Exercise objective » Copy each line of the records that contains the word "first".

Extracted records »
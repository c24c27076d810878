//! Double-Entry Engine
//!
//! Validates that an entry balances per currency and hands it to the store
//! as one atomic unit. Duplicates are reported, never treated as errors.

use std::collections::BTreeMap;
use std::sync::Arc;
use std::time::Instant;

use tracing::{debug, info};

use super::types::{AppendOutcome, LedgerEntry};
use crate::error::LedgerError;
use crate::metrics::LedgerMetrics;
use crate::store::LedgerStore;

pub struct DoubleEntryEngine {
    store: Arc<dyn LedgerStore>,
    metrics: Arc<LedgerMetrics>,
}

impl DoubleEntryEngine {
    pub fn new(store: Arc<dyn LedgerStore>, metrics: Arc<LedgerMetrics>) -> Self {
        Self { store, metrics }
    }

    /// Reject empty, non-positive, blank or unbalanced entries
    pub fn validate(entry: &LedgerEntry) -> Result<(), LedgerError> {
        if entry.entry_id.trim().is_empty() {
            return Err(LedgerError::InvalidEnvelope(
                "entry_id must not be blank".to_string(),
            ));
        }
        if entry.postings.is_empty() {
            return Err(LedgerError::EmptyEntry {
                entry_id: entry.entry_id.clone(),
            });
        }

        let mut nets: BTreeMap<&str, i64> = BTreeMap::new();
        for posting in &entry.postings {
            if posting.amount <= 0 {
                return Err(LedgerError::NonPositiveAmount(posting.amount));
            }
            if posting.currency.trim().is_empty() {
                return Err(LedgerError::InvalidAccountId(format!(
                    "blank currency on {}",
                    posting.account_id
                )));
            }
            let net = nets.entry(posting.currency.as_str()).or_insert(0);
            *net = net
                .checked_add(posting.signed_delta())
                .ok_or(LedgerError::Overflow)?;
        }

        if let Some((currency, net)) = nets.into_iter().find(|(_, net)| *net != 0) {
            return Err(LedgerError::UnbalancedEntry {
                currency: currency.to_string(),
                net,
            });
        }
        Ok(())
    }

    /// Validate and append one entry.
    ///
    /// `Ok(Duplicate)` means the entry id was already stored and nothing changed.
    pub async fn append_entry(&self, entry: &LedgerEntry) -> Result<AppendOutcome, LedgerError> {
        Self::validate(entry)?;

        let started = Instant::now();
        let outcome = self.store.append_entry(entry).await?;
        self.metrics
            .observe_append_latency(started.elapsed().as_millis() as i64);

        match outcome {
            AppendOutcome::Applied => {
                debug!(entry_id = %entry.entry_id, kind = %entry.entry_kind, "Entry appended");
            }
            AppendOutcome::Duplicate => {
                self.metrics.incr_unique_violation();
                info!(entry_id = %entry.entry_id, "Duplicate entry ignored");
            }
        }
        Ok(outcome)
    }
}

#[cfg(test)]
mod tests {
    use super::*;
    use crate::ledger::types::{AccountId, AccountKind, EntryKind, Posting, ReferenceType};
    use crate::store::InMemoryLedgerStore;
    use chrono::Utc;

    fn entry(postings: Vec<Posting>) -> LedgerEntry {
        LedgerEntry {
            entry_id: "le_test_1".into(),
            reference_type: ReferenceType::Adjustment,
            reference_id: "ref-1".into(),
            entry_kind: EntryKind::ManualAdjustment,
            symbol: "BTC-KRW".into(),
            engine_seq: 3,
            occurred_at: Utc::now(),
            correlation_id: "corr".into(),
            causation_id: "cause".into(),
            postings,
        }
    }

    fn krw(user: &str) -> AccountId {
        AccountId::user(user, "KRW", AccountKind::Available)
    }

    fn engine() -> (DoubleEntryEngine, Arc<InMemoryLedgerStore>, Arc<LedgerMetrics>) {
        let store = Arc::new(InMemoryLedgerStore::new());
        let metrics = Arc::new(LedgerMetrics::new());
        (
            DoubleEntryEngine::new(store.clone(), metrics.clone()),
            store,
            metrics,
        )
    }

    #[test]
    fn test_validate_rejects_empty() {
        assert!(matches!(
            DoubleEntryEngine::validate(&entry(vec![])),
            Err(LedgerError::EmptyEntry { .. })
        ));
    }

    #[test]
    fn test_validate_rejects_non_positive() {
        let e = entry(vec![Posting::debit(krw("a"), 0), Posting::credit(krw("b"), 0)]);
        assert_eq!(
            DoubleEntryEngine::validate(&e),
            Err(LedgerError::NonPositiveAmount(0))
        );
    }

    #[test]
    fn test_validate_rejects_unbalanced_per_currency() {
        let btc = AccountId::user("b", "BTC", AccountKind::Available);
        // Totals across currencies net to zero, per currency they do not
        let e = entry(vec![Posting::debit(krw("a"), 5), Posting::credit(btc, 5)]);
        assert_eq!(
            DoubleEntryEngine::validate(&e),
            Err(LedgerError::UnbalancedEntry {
                currency: "BTC".into(),
                net: -5
            })
        );
    }

    #[test]
    fn test_validate_rejects_overflow() {
        let e = entry(vec![
            Posting::debit(krw("a"), i64::MAX),
            Posting::debit(krw("b"), 1),
            Posting::credit(krw("c"), 1),
        ]);
        assert_eq!(DoubleEntryEngine::validate(&e), Err(LedgerError::Overflow));
    }

    #[tokio::test]
    async fn test_balance_overflow_rejected_without_writes() {
        let (engine, store, _) = engine();
        let mut first = entry(vec![
            Posting::debit(krw("a"), i64::MAX),
            Posting::credit(krw("b"), i64::MAX),
        ]);
        first.entry_id = "le_test_max".into();
        engine.append_entry(&first).await.unwrap();

        let mut second = entry(vec![Posting::debit(krw("a"), 1), Posting::credit(krw("c"), 1)]);
        second.entry_id = "le_test_over".into();
        assert_eq!(engine.append_entry(&second).await, Err(LedgerError::Overflow));
        assert!(store.get_entry("le_test_over").await.unwrap().is_none());
        assert_eq!(store.list_balances().await.unwrap().len(), 2);

        // Store stays usable for other accounts
        let mut other = entry(vec![Posting::debit(krw("d"), 5), Posting::credit(krw("e"), 5)]);
        other.entry_id = "le_test_other".into();
        assert_eq!(engine.append_entry(&other).await.unwrap(), AppendOutcome::Applied);
        assert_eq!(store.list_balances().await.unwrap().len(), 4);
        assert_eq!(store.unbalanced_entry_count().await.unwrap(), 0);
    }

    #[tokio::test]
    async fn test_append_then_duplicate() {
        let (engine, store, metrics) = engine();
        let e = entry(vec![Posting::debit(krw("a"), 7), Posting::credit(krw("b"), 7)]);

        assert_eq!(engine.append_entry(&e).await.unwrap(), AppendOutcome::Applied);
        assert_eq!(engine.append_entry(&e).await.unwrap(), AppendOutcome::Duplicate);
        assert_eq!(metrics.snapshot().unique_violation_total, 1);

        let stored = store.get_entry("le_test_1").await.unwrap().unwrap();
        assert_eq!(stored.postings.len(), 2);
    }

    #[tokio::test]
    async fn test_invalid_entry_writes_nothing() {
        let (engine, store, _) = engine();
        let e = entry(vec![Posting::debit(krw("a"), 7), Posting::credit(krw("b"), 6)]);

        assert!(engine.append_entry(&e).await.is_err());
        assert!(store.get_entry("le_test_1").await.unwrap().is_none());
        assert!(store.list_balances().await.unwrap().is_empty());
    }
}
//! Core types used throughout the ledger
//!
//! Type aliases that give semantic meaning to the primitive columns the
//! ledger stores. Amounts and sequences are `i64` because that is what the
//! store persists (`BIGINT`), and every arithmetic step on them is checked.

/// Amount in the smallest unit of a currency (satoshi, won, cent, ...).
///
/// # Constraints:
/// - Posting amounts are strictly positive
/// - Balances are signed: system accounts may go negative
pub type Amount = i64;

/// Upstream matching engine sequence number for a symbol.
///
/// Both `last_engine_seq` and `last_settled_seq` are monotone high-water marks.
pub type SeqNum = i64;

/// Globally unique business key of a ledger entry (also the idempotency key)
pub type EntryId = String;

/// Correction request identifier, supplied by the operator tooling
pub type CorrectionId = String;
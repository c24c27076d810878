//! PostgreSQL schema for the ledger store
//!
//! Every statement is idempotent so `init_schema` can run on each startup.

use sqlx::PgPool;

use crate::error::LedgerError;

/// Initialize ledger tables and indexes
pub async fn init_schema(pool: &PgPool) -> Result<(), LedgerError> {
    tracing::info!("Initializing ledger schema...");

    for (name, ddl) in SCHEMA {
        sqlx::query(ddl).execute(pool).await.map_err(|e| {
            LedgerError::Storage(format!("Failed to create {}: {}", name, e))
        })?;
    }

    tracing::info!("Ledger schema initialized successfully");
    Ok(())
}

const SCHEMA: &[(&str, &str)] = &[
    ("ledger_entries", CREATE_ENTRIES_TABLE),
    ("ledger_entries index", CREATE_ENTRIES_REFERENCE_INDEX),
    ("accounts", CREATE_ACCOUNTS_TABLE),
    ("ledger_postings", CREATE_POSTINGS_TABLE),
    ("ledger_postings index", CREATE_POSTINGS_ENTRY_INDEX),
    ("account_balances", CREATE_BALANCES_TABLE),
    ("settlement_dlq", CREATE_DLQ_TABLE),
    ("reconciliation_state", CREATE_RECONCILIATION_STATE_TABLE),
    ("reconciliation_safety_state", CREATE_SAFETY_STATE_TABLE),
    ("reconciliation_history", CREATE_HISTORY_TABLE),
    ("reconciliation_history index", CREATE_HISTORY_INDEX),
    ("invariant_alerts", CREATE_ALERTS_TABLE),
    ("correction_requests", CREATE_CORRECTIONS_TABLE),
];

const CREATE_ENTRIES_TABLE: &str = r#"
    CREATE TABLE IF NOT EXISTS ledger_entries (
        entry_id TEXT PRIMARY KEY,
        reference_type TEXT NOT NULL,
        reference_id TEXT NOT NULL,
        entry_kind TEXT NOT NULL,
        symbol TEXT NOT NULL,
        engine_seq BIGINT NOT NULL,
        occurred_at TIMESTAMPTZ NOT NULL,
        correlation_id TEXT NOT NULL,
        causation_id TEXT NOT NULL,
        created_at TIMESTAMPTZ NOT NULL DEFAULT NOW()
    )
"#;

const CREATE_ENTRIES_REFERENCE_INDEX: &str = r#"
    CREATE INDEX IF NOT EXISTS idx_ledger_entries_reference
        ON ledger_entries (reference_type, reference_id)
"#;

const CREATE_ACCOUNTS_TABLE: &str = r#"
    CREATE TABLE IF NOT EXISTS accounts (
        account_id TEXT NOT NULL,
        currency TEXT NOT NULL,
        owner_type TEXT NOT NULL,
        owner_id TEXT NOT NULL,
        account_kind TEXT NOT NULL,
        created_at TIMESTAMPTZ NOT NULL DEFAULT NOW(),
        PRIMARY KEY (account_id, currency)
    )
"#;

const CREATE_POSTINGS_TABLE: &str = r#"
    CREATE TABLE IF NOT EXISTS ledger_postings (
        posting_id TEXT PRIMARY KEY,
        entry_id TEXT NOT NULL REFERENCES ledger_entries (entry_id),
        posting_index INT NOT NULL,
        account_id TEXT NOT NULL,
        currency TEXT NOT NULL,
        amount BIGINT NOT NULL CHECK (amount > 0),
        is_debit BOOLEAN NOT NULL
    )
"#;

const CREATE_POSTINGS_ENTRY_INDEX: &str = r#"
    CREATE INDEX IF NOT EXISTS idx_ledger_postings_entry
        ON ledger_postings (entry_id, posting_index)
"#;

const CREATE_BALANCES_TABLE: &str = r#"
    CREATE TABLE IF NOT EXISTS account_balances (
        account_id TEXT NOT NULL,
        currency TEXT NOT NULL,
        balance BIGINT NOT NULL,
        updated_at TIMESTAMPTZ NOT NULL DEFAULT NOW(),
        PRIMARY KEY (account_id, currency)
    )
"#;

const CREATE_DLQ_TABLE: &str = r#"
    CREATE TABLE IF NOT EXISTS settlement_dlq (
        id BIGSERIAL PRIMARY KEY,
        event_id TEXT NOT NULL,
        reason TEXT NOT NULL,
        payload TEXT NOT NULL,
        created_at TIMESTAMPTZ NOT NULL DEFAULT NOW()
    )
"#;

const CREATE_RECONCILIATION_STATE_TABLE: &str = r#"
    CREATE TABLE IF NOT EXISTS reconciliation_state (
        symbol TEXT PRIMARY KEY,
        last_engine_seq BIGINT NOT NULL DEFAULT 0,
        last_settled_seq BIGINT NOT NULL DEFAULT 0,
        updated_at TIMESTAMPTZ NOT NULL DEFAULT NOW()
    )
"#;

const CREATE_SAFETY_STATE_TABLE: &str = r#"
    CREATE TABLE IF NOT EXISTS reconciliation_safety_state (
        symbol TEXT PRIMARY KEY,
        breach_active BOOLEAN NOT NULL DEFAULT FALSE,
        last_lag BIGINT NOT NULL DEFAULT 0,
        last_mismatch BOOLEAN NOT NULL DEFAULT FALSE,
        safety_mode TEXT,
        last_action_taken BOOLEAN NOT NULL DEFAULT FALSE,
        last_action_at TIMESTAMPTZ,
        reason TEXT,
        latch_engaged BOOLEAN NOT NULL DEFAULT FALSE,
        latch_reason TEXT,
        latch_updated_at TIMESTAMPTZ,
        latch_released_at TIMESTAMPTZ,
        latch_released_by TEXT,
        updated_at TIMESTAMPTZ NOT NULL DEFAULT NOW(),
        version BIGINT NOT NULL DEFAULT 0
    )
"#;

const CREATE_HISTORY_TABLE: &str = r#"
    CREATE TABLE IF NOT EXISTS reconciliation_history (
        id BIGSERIAL PRIMARY KEY,
        symbol TEXT NOT NULL,
        last_engine_seq BIGINT NOT NULL,
        last_settled_seq BIGINT NOT NULL,
        lag BIGINT NOT NULL,
        mismatch BOOLEAN NOT NULL,
        stale BOOLEAN NOT NULL DEFAULT FALSE,
        threshold BIGINT NOT NULL,
        breached BOOLEAN NOT NULL,
        safety_mode TEXT NOT NULL,
        safety_action_taken BOOLEAN NOT NULL,
        reason TEXT NOT NULL,
        checked_at TIMESTAMPTZ NOT NULL
    )
"#;

const CREATE_HISTORY_INDEX: &str = r#"
    CREATE INDEX IF NOT EXISTS idx_reconciliation_history_checked
        ON reconciliation_history (checked_at DESC, id DESC)
"#;

const CREATE_ALERTS_TABLE: &str = r#"
    CREATE TABLE IF NOT EXISTS invariant_alerts (
        id BIGSERIAL PRIMARY KEY,
        alert_kind TEXT NOT NULL,
        details TEXT NOT NULL,
        created_at TIMESTAMPTZ NOT NULL DEFAULT NOW()
    )
"#;

const CREATE_CORRECTIONS_TABLE: &str = r#"
    CREATE TABLE IF NOT EXISTS correction_requests (
        correction_id TEXT PRIMARY KEY,
        original_entry_id TEXT NOT NULL REFERENCES ledger_entries (entry_id),
        mode TEXT NOT NULL,
        reason TEXT NOT NULL,
        ticket_id TEXT NOT NULL,
        requested_by TEXT NOT NULL,
        approver1 TEXT,
        approver2 TEXT,
        status TEXT NOT NULL,
        created_at TIMESTAMPTZ NOT NULL DEFAULT NOW(),
        approved_at TIMESTAMPTZ,
        applied_at TIMESTAMPTZ,
        CHECK (approver1 IS NULL OR approver2 IS NULL OR approver1 <> approver2)
    )
"#;

#[cfg(test)]
mod tests {
    use super::*;

    #[test]
    fn test_schema_statements_are_idempotent() {
        for (name, ddl) in SCHEMA {
            assert!(
                ddl.contains("IF NOT EXISTS"),
                "{} must be safe to re-run",
                name
            );
        }
    }
}
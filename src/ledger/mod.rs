//! Double-entry ledger core
//!
//! - [`types`]: accounts, postings, entries and settlement results
//! - [`events`]: inbound event payloads and envelope validation
//! - [`engine`]: balance validation plus idempotent append
//! - [`settlement`]: trade, hold and adjustment translation

pub mod engine;
pub mod events;
pub mod settlement;
pub mod types;

pub use engine::DoubleEntryEngine;
pub use events::{BalanceAdjustmentCommand, EventEnvelope, ReserveCommand, TradeExecuted};
pub use settlement::SettlementAdapter;
pub use types::{
    AccountBalance, AccountId, AccountKind, AppendOutcome, EntryKind, LedgerEntry, Posting,
    ReferenceType, SettlementReason, SettlementResult,
};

Written response »
        let mut first = entry(vec![
        first.entry_id = "le_test_max".into();
        engine.append_entry(&first).await.unwrap();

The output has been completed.